The broader smartphone market has stagnated and started to contract due to financial concerns and various factors limiting demand. Apple certainly hasn’t been immune to such tensions, but the company is believed to have benefited from the boast of supply chain corrections.
The increase in iPhone sales is especially critical as the company fell short of sales forecasts for the Mac, iPad and other hardware. Even services, which have been key for the company as it shifts from its reliance on consumer hardware, fell short of expectations. Mac revenue, which was expected to be $7.8 billion for the quarter, came in at $7.2 billion. In a recent study, analyst firm Canalys found a 40.5% drop in Mac shipments for the second quarter. It was a bad quarter for PC sellers everywhere, but Apple was particularly hard hit.
iPad fell just short, at $6.67 billion versus an expected $6.69 billion. Same for services. The category, which includes things like iCloud, Apple TV Plus, and Apple Music, reached $20.91 billion, just short of the $20.97 billion expected.
Given the difficult business environment for growth, all eyes are on the company’s share buybacks as a way to boost returns for investors. Apple has delivered: “Given our confidence in the future of Apple and the value we see in our stock,” said CFO Luca Maestri, “our board of directors has authorized an additional $90 billion for the buyback of its own We are also increasing our quarterly dividend for the eleventh year in a row.”
The company has so far managed to counter the industry trend of massive layoffs that have impacted competitors like Google, Amazon and Meta. In an interview with CNBC, Cook said layoffs are not in the offing for Apple. “I see that as a last resort and mass layoffs so not something we’re talking about right now,” the exec explained.

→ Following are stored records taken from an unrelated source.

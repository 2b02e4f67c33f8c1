use std::fmt;

use crate::cell::CellKey;

/// Delay before a confirmed delegate/revoke resets its mode UI, so the
/// success notification is visible first.
pub const MODE_RESET_DELAY_MS: u32 = 1_000;

/// How long after local confirmation the fallback reconciliation fires if
/// no chain event arrives.
pub const FALLBACK_DELAY_MS: u32 = 2_000;

/// The mutating operations the tracker watches. Batch mint and batch
/// update are separate kinds so notification text never has to guess which
/// flavor a confirmed batch was.
#[derive(Clone, Copy, Debug, PartialEq, Eq, Hash)]
pub enum OpKind {
    Mint,
    Update,
    BatchMint,
    BatchUpdate,
    Compose,
    Delegate,
    Revoke,
}

/// What a notification template gets to interpolate.
#[derive(Clone, Copy, Debug, Default)]
pub struct OpContext {
    pub cell: Option<CellKey>,
    pub count: usize,
}

impl OpContext {
    pub fn single(cell: CellKey) -> Self {
        Self {
            cell: Some(cell),
            count: 1,
        }
    }

    pub fn batch(count: usize) -> Self {
        Self { cell: None, count }
    }

    fn cell_label(&self) -> String {
        match self.cell {
            Some((x, y)) => format!("({x}, {y})"),
            None => "(?, ?)".to_string(),
        }
    }
}

impl OpKind {
    pub fn is_batch(self) -> bool {
        matches!(
            self,
            OpKind::BatchMint | OpKind::BatchUpdate | OpKind::Compose
        )
    }

    /// Delegate/revoke confirmations auto-close their mode UI after a short
    /// grace delay.
    pub fn resets_mode_ui(self) -> bool {
        matches!(self, OpKind::Delegate | OpKind::Revoke)
    }

    /// Mint/update paths consult fees and exemptions before submitting;
    /// delegation management does not.
    pub fn requires_fee_check(self) -> bool {
        matches!(
            self,
            OpKind::Mint | OpKind::Update | OpKind::BatchMint | OpKind::BatchUpdate
        )
    }

    pub fn submit_notice(self, ctx: &OpContext) -> (String, String) {
        let count = ctx.count;
        match self {
            OpKind::Mint => (
                "Mint Started".into(),
                format!("Minting pixel at {}...", ctx.cell_label()),
            ),
            OpKind::Update => (
                "Update Started".into(),
                format!("Updating pixel at {}...", ctx.cell_label()),
            ),
            OpKind::BatchMint => (
                "Batch Mint Started".into(),
                format!("Minting {count} pixels..."),
            ),
            OpKind::BatchUpdate => (
                "Batch Update Started".into(),
                format!("Updating {count} pixels..."),
            ),
            OpKind::Compose => (
                "Composition Started".into(),
                format!("Composing {count} pixels into NFT..."),
            ),
            OpKind::Delegate => (
                "Delegation Submitted".into(),
                format!("Delegating {count} pixels..."),
            ),
            OpKind::Revoke => (
                "Revocation Submitted".into(),
                format!("Revoking access for {count} pixels..."),
            ),
        }
    }

    pub fn success_notice(self, ctx: &OpContext) -> (String, String) {
        let count = ctx.count;
        match self {
            OpKind::Mint => (
                "Pixel Minted!".into(),
                format!("Successfully minted pixel at {}", ctx.cell_label()),
            ),
            OpKind::Update => (
                "Color Updated!".into(),
                format!("Successfully updated pixel at {}", ctx.cell_label()),
            ),
            OpKind::BatchMint => (
                "Batch Mint Complete!".into(),
                format!("Successfully minted {count} pixels!"),
            ),
            OpKind::BatchUpdate => (
                "Batch Update Complete!".into(),
                format!("Successfully updated {count} pixels!"),
            ),
            OpKind::Compose => (
                "Composition Complete!".into(),
                format!("Successfully composed {count} pixels into NFT!"),
            ),
            OpKind::Delegate => (
                "Delegation Complete!".into(),
                format!("Successfully delegated {count} pixels!"),
            ),
            OpKind::Revoke => (
                "Revocation Complete!".into(),
                format!("Successfully revoked access for {count} pixels!"),
            ),
        }
    }

    pub fn failure_notice(self, ctx: &OpContext) -> (String, String) {
        match self {
            OpKind::Mint => (
                "Mint Failed".into(),
                format!("Failed to mint pixel at {}", ctx.cell_label()),
            ),
            OpKind::Update => (
                "Update Failed".into(),
                format!("Failed to update pixel at {}", ctx.cell_label()),
            ),
            OpKind::BatchMint => (
                "Batch Mint Failed".into(),
                "Failed to submit batch mint transaction".into(),
            ),
            OpKind::BatchUpdate => (
                "Batch Update Failed".into(),
                "Failed to submit batch update transaction".into(),
            ),
            OpKind::Compose => (
                "Composition Failed".into(),
                "Failed to compose the selected pixels".into(),
            ),
            OpKind::Delegate => (
                "Delegation Failed".into(),
                "Failed to delegate pixels".into(),
            ),
            OpKind::Revoke => (
                "Revocation Failed".into(),
                "Failed to revoke pixel access".into(),
            ),
        }
    }
}

impl fmt::Display for OpKind {
    fn fmt(&self, f: &mut fmt::Formatter<'_>) -> fmt::Result {
        let label = match self {
            OpKind::Mint => "mint",
            OpKind::Update => "update",
            OpKind::BatchMint => "batch-mint",
            OpKind::BatchUpdate => "batch-update",
            OpKind::Compose => "compose",
            OpKind::Delegate => "delegate",
            OpKind::Revoke => "revoke",
        };
        f.write_str(label)
    }
}

/// Best-effort human-readable reason for a failed submission, derived by
/// substring-matching the underlying error text.
pub fn failure_reason(raw: &str) -> Option<&'static str> {
    if raw.contains("User rejected") || raw.contains("user rejected") {
        return Some("Transaction rejected by user");
    }
    if raw.contains("insufficient funds") {
        return Some("Insufficient funds for fee");
    }
    if raw.contains("execution reverted") {
        return Some("Transaction reverted by contract");
    }
    None
}

#[cfg(test)]
mod tests {
    use super::*;

    #[test]
    fn policy_table_splits_kinds() {
        assert!(OpKind::Delegate.resets_mode_ui());
        assert!(OpKind::Revoke.resets_mode_ui());
        assert!(!OpKind::Mint.resets_mode_ui());
        assert!(OpKind::Mint.requires_fee_check());
        assert!(OpKind::BatchUpdate.requires_fee_check());
        assert!(!OpKind::Delegate.requires_fee_check());
        assert!(!OpKind::Compose.requires_fee_check());
    }

    #[test]
    fn messages_interpolate_cell_and_count() {
        let single = OpContext::single((10, 20));
        let (_, message) = OpKind::Mint.success_notice(&single);
        assert_eq!(message, "Successfully minted pixel at (10, 20)");
        let batch = OpContext::batch(3);
        let (_, message) = OpKind::BatchUpdate.success_notice(&batch);
        assert_eq!(message, "Successfully updated 3 pixels!");
    }

    #[test]
    fn maps_known_failure_text() {
        assert_eq!(
            failure_reason("RPC error: User rejected the request"),
            Some("Transaction rejected by user")
        );
        assert_eq!(failure_reason("something else entirely"), None);
    }
}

Shares of Apple lost just under 1% during regular trading hours, and after reporting earnings, it’s up just over 1%. In other words, Wall Street has processed the company’s total results, the new buyback authorization and the rising dividend and has decided not to materially change the value of the company. That could change after the earnings call, but for now Apple has at least defended its $2.6 trillion market cap.